Los históricos locales de café que durante décadas han formado parte del escenario comercial de Barcelona han entrado en la recta final de su periplo empresarial. Las cafeterías Farga, un símbolo de la restauración en la capital catalana, han sido puestas oficialmente en el mercado después de que el juzgado mercantil número 8 de Barcelona haya dado luz verde al proceso de venta. La compañía, que solicitó el concurso de acreedores en los primeros meses del año, acumula compromisos financieros por valor de unos cinco millones de euros. Quien adquiera el negocio deberá hacerse cargo de una parte importante de este pasivo, especialmente de lo que afecta a la plantilla y los organismos públicos.

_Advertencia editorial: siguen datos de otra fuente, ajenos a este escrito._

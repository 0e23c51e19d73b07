// SPDX-License-Identifier: PMPL-1.0-or-later
// Copyright (c) 2026 Jonathan D.A. Jewell (hyperpolymath) <jonathan.jewell@open.ac.uk>
//
// Application configuration.

use serde::{Deserialize, Serialize};

use crate::types::{FileType, PageSize};

/// Persistent application settings.
#[derive(Debug, Clone, Serialize, Deserialize)]
#[serde(default)]
pub struct AppConfig {
    /// Re-apply the last settings used with a scanner once its capabilities arrive.
    pub restore_saved_settings: bool,
    /// Upper bound on remembered per-scanner settings (least recently used evicted).
    pub max_saved_scanners: usize,
    /// Resolution chosen when nothing saved applies.
    pub preferred_resolution_dpi: u32,
    /// Page size chosen when nothing saved applies.
    pub preferred_page_size: PageSize,
    /// File type chosen when nothing saved applies.
    pub preferred_file_type: FileType,
    /// `tracing` filter used when `RUST_LOG` is unset.
    pub log_filter: String,
}

impl Default for AppConfig {
    fn default() -> Self {
        Self {
            restore_saved_settings: true,
            max_saved_scanners: 20,
            preferred_resolution_dpi: 300,
            preferred_page_size: PageSize::NaLetter,
            preferred_file_type: FileType::Pdf,
            log_filter: "info".into(),
        }
    }
}

#[cfg(test)]
mod tests {
    use super::*;

    #[test]
    fn partial_json_fills_defaults() {
        let config: AppConfig =
            serde_json::from_str(r#"{ "max_saved_scanners": 5 }"#).expect("parse");
        assert_eq!(config.max_saved_scanners, 5);
        assert!(config.restore_saved_settings);
        assert_eq!(config.preferred_resolution_dpi, 300);
        assert_eq!(config.log_filter, "info");
    }
}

Según informa El Economista, los tribunales han fijado el 21 de mayo como fecha límite para recibir las propuestas de compra. Las sociedades afectadas por esta operación son Retail Farga Concept, Artepa, Confipa y Sanabril, que conforman la estructura jurídica del grupo de restauración. El negocio aún activo se reduce actualmente a dos locales emblemáticos (Diagonal y calle Beethoven) y a la línea de catering, centrada fundamentalmente en la producción de bollería dulce. El estudio jurídico Lener asesora a la compañía en todo el procedimiento.
Tensiones salariales y deudas con la administración precipitaron el concurso
La situación de crisis no ha sido repentina. Durante los últimos tiempos, la empresa ha ido arrastrando dificultades crecientes para hacer frente a los pagos corrientes. En este sentido, se habían registrado problemas recurrentes en el abono de los salarios de los trabajadores, así como en el cumplimiento de las obligaciones fiscales con las diferentes administraciones públicas. Esta situación financiera, que se fue acumulando a lo largo de varias semanas, acabó desembocando en la solicitud del concurso de acreedores que se formalizó a principios de año. El proceso de venta de la unidad productiva representa ahora la última vía para dar salida a los activos que aún quedan en pie.
Con esta operación, la saga catalana pierde el último activo bajo su control de un imperio alimentario que en el pasado llegó a tener dimensiones mucho más grandes. Entre 2017 y 2020, la familia Farga y el fondo Black Toro ostentaron conjuntamente el control del grupo heladero Lacrem. Aquella etapa llegó a su fin con la llegada de la pandemia, cuando el fondo de inversión Cheyne capitalizó la deuda de la empresa y tomó el control, dejando a los Farga con un testimonial 2,5% de las acciones.
Precisamente aquella operación de rescate de las marcas hermanas tuvo lugar hace pocos meses. En otoño de 2025, un inversor del ámbito local evitó la desaparición de Farggi 1957 y Secrets poco antes de que acabaran también en concurso. El acuerdo consistió en pactar con los acreedores un plan de reestructuración que daba salida a una deuda acumulada de quince millones de euros. A cambio, el inversor asumió el control de los dos negocios y se comprometió a mantener 200 puestos de trabajo. Ahora, con la venta de los últimos establecimientos Farga, la familia se desprende definitivamente de todo lo que fue su legado en el sector alimentario y de la restauración en Catalunya.
Orígenes del negocio
Para conocer el origen del grupo hay que ir a los años 50, cuando Jesús Farga inauguró el conocido establecimiento en el centro de la capital catalana. El punto de inflexión llegó con la venta de helados y otros elementos de pastelería congelada a otros establecimientos y restaurantes, una línea de negocio que Farga activó después de un viaje a Italia. A medida que la demanda de productos congelados iba creciendo, la pequeña empresa tuvo que dar un salto cualitativo. En el año 1982, con un volumen de negocio ya considerable, la familia decidió construir una planta en Montgat (Maresme).
Aquella infraestructura permitió aumentar la capacidad de producción y preparar el terreno para una expansión más ambiciosa. Una década más tarde, la empresa dio un paso decisivo con la puesta en marcha de una red de heladerías propias que llevaban el nombre de Farggi. Las tiendas y los puntos de venta de la marca se multiplicaron a un ritmo acelerado por toda la geografía española. Jesús Farga murió en el año 2011, y el relevo al frente del negocio recayó en sus tres hijos.